Dataset entries
______________________________
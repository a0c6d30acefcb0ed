//! `allOf` strategy.

use keel_core::{Schema, SchemaType};
use serde_json::Value;

use super::Validator;
use crate::dispatcher::{Hints, Validatable, ValidationOutcome};
use crate::error::{ValidationError, ValidationErrorKind};

/// Validates against every sibling in order, feeding each sibling the value
/// the previous one produced. The first failure is returned unchanged.
///
/// Object siblings skip their own `additionalProperties: false` check. Once
/// all siblings pass, keys declared by no object sibling are rejected if
/// every object sibling forbids additional properties.
pub struct AllOfValidator;

impl Validator for AllOfValidator {
    fn coerce_and_validate(
        &self,
        cx: &dyn Validatable,
        value: Value,
        schema: &Schema,
        _hints: Hints,
    ) -> ValidationOutcome {
        if value.is_null() && schema.is_explicitly_nullable() {
            return Ok(value);
        }

        let mut undeclared: Vec<String> = value
            .as_object()
            .map(|map| map.keys().cloned().collect())
            .unwrap_or_default();
        let mut saw_object = false;
        let mut extras_allowed = false;

        let mut current = value;
        for sibling in schema.all_of.as_deref().unwrap_or_default() {
            current = cx.validate_schema(current, Some(sibling), Hints::all_of_sibling())?;

            if sibling.schema_type == Some(SchemaType::Object) {
                saw_object = true;
                undeclared.retain(|key| !sibling.declares_property(key));
                if !sibling.forbids_additional_properties() {
                    extras_allowed = true;
                }
            } else {
                // A nested composition or non-object sibling owns its own keys.
                undeclared.clear();
            }
        }

        if saw_object && !extras_allowed && !undeclared.is_empty() {
            let kind = ValidationErrorKind::UnpermittedAdditionalProperty { names: undeclared };
            return Err(ValidationError::new(kind, current, schema));
        }
        Ok(current)
    }
}

#[cfg(test)]
mod tests {
    use super::*;
    use crate::validators::test_support::{coercing, strict};
    use pretty_assertions::assert_eq;
    use serde_json::json;

    fn named() -> Schema {
        Schema::object()
            .with_property("name", Schema::string())
            .deny_additional_properties()
    }

    fn aged() -> Schema {
        Schema::object()
            .with_property("age", Schema::integer())
            .deny_additional_properties()
    }

    #[test]
    fn coercion_is_cumulative() {
        // The number sibling widens the integer produced by the first.
        let schema = Schema::all_of(vec![Schema::integer(), Schema::number()]);
        assert_eq!(coercing(json!("4"), &schema).unwrap(), json!(4.0));
    }

    #[test]
    fn first_failure_is_returned_as_is() {
        let schema = Schema::all_of(vec![Schema::integer(), Schema::integer().with_maximum(3.0, false)]);
        let error = strict(json!(5), &schema).unwrap_err();
        assert_eq!(error.code(), "more_than_maximum");
    }

    #[test]
    fn property_union_satisfies_closed_siblings() {
        let schema = Schema::all_of(vec![named(), aged()]);
        let coerced = coercing(json!({"name": "Ada", "age": "36"}), &schema).unwrap();
        assert_eq!(coerced, json!({"name": "Ada", "age": 36}));
    }

    #[test]
    fn keys_outside_the_union_are_rejected() {
        let schema = Schema::all_of(vec![named(), aged()]);
        let error = strict(json!({"name": "Ada", "age": 36, "extra": 1}), &schema).unwrap_err();
        assert_eq!(
            error.kind(),
            &ValidationErrorKind::UnpermittedAdditionalProperty {
                names: vec!["extra".into()]
            }
        );
    }

    #[test]
    fn one_open_sibling_allows_extras() {
        let open = Schema::object().with_property("age", Schema::integer());
        let schema = Schema::all_of(vec![named(), open]);
        assert!(strict(json!({"name": "Ada", "extra": 1}), &schema).is_ok());
    }

    #[test]
    fn empty_list_accepts() {
        let schema = Schema::all_of(Vec::new());
        assert_eq!(strict(json!({"a": 1}), &schema).unwrap(), json!({"a": 1}));
    }
}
______________________________
Transcribe only the lines from the beginning of the entries to the line with "undeclared.retain(|key| !sibling.declares_property(key));", inclusive, exactly as written.

-- Exercise response --
repository a0c6d30acefcb0ed
//! `allOf` strategy.

use keel_core::{Schema, SchemaType};
use serde_json::Value;

use super::Validator;
use crate::dispatcher::{Hints, Validatable, ValidationOutcome};
use crate::error::{ValidationError, ValidationErrorKind};

/// Validates against every sibling in order, feeding each sibling the value
/// the previous one produced. The first failure is returned unchanged.
///
/// Object siblings skip their own `additionalProperties: false` check. Once
/// all siblings pass, keys declared by no object sibling are rejected if
/// every object sibling forbids additional properties.
pub struct AllOfValidator;

impl Validator for AllOfValidator {
    fn coerce_and_validate(
        &self,
        cx: &dyn Validatable,
        value: Value,
        schema: &Schema,
        _hints: Hints,
    ) -> ValidationOutcome {
        if value.is_null() && schema.is_explicitly_nullable() {
            return Ok(value);
        }

        let mut undeclared: Vec<String> = value
            .as_object()
            .map(|map| map.keys().cloned().collect())
            .unwrap_or_default();
        let mut saw_object = false;
        let mut extras_allowed = false;

        let mut current = value;
        for sibling in schema.all_of.as_deref().unwrap_or_default() {
            current = cx.validate_schema(current, Some(sibling), Hints::all_of_sibling())?;

            if sibling.schema_type == Some(SchemaType::Object) {
                saw_object = true;
                undeclared.retain(|key| !sibling.declares_property(key));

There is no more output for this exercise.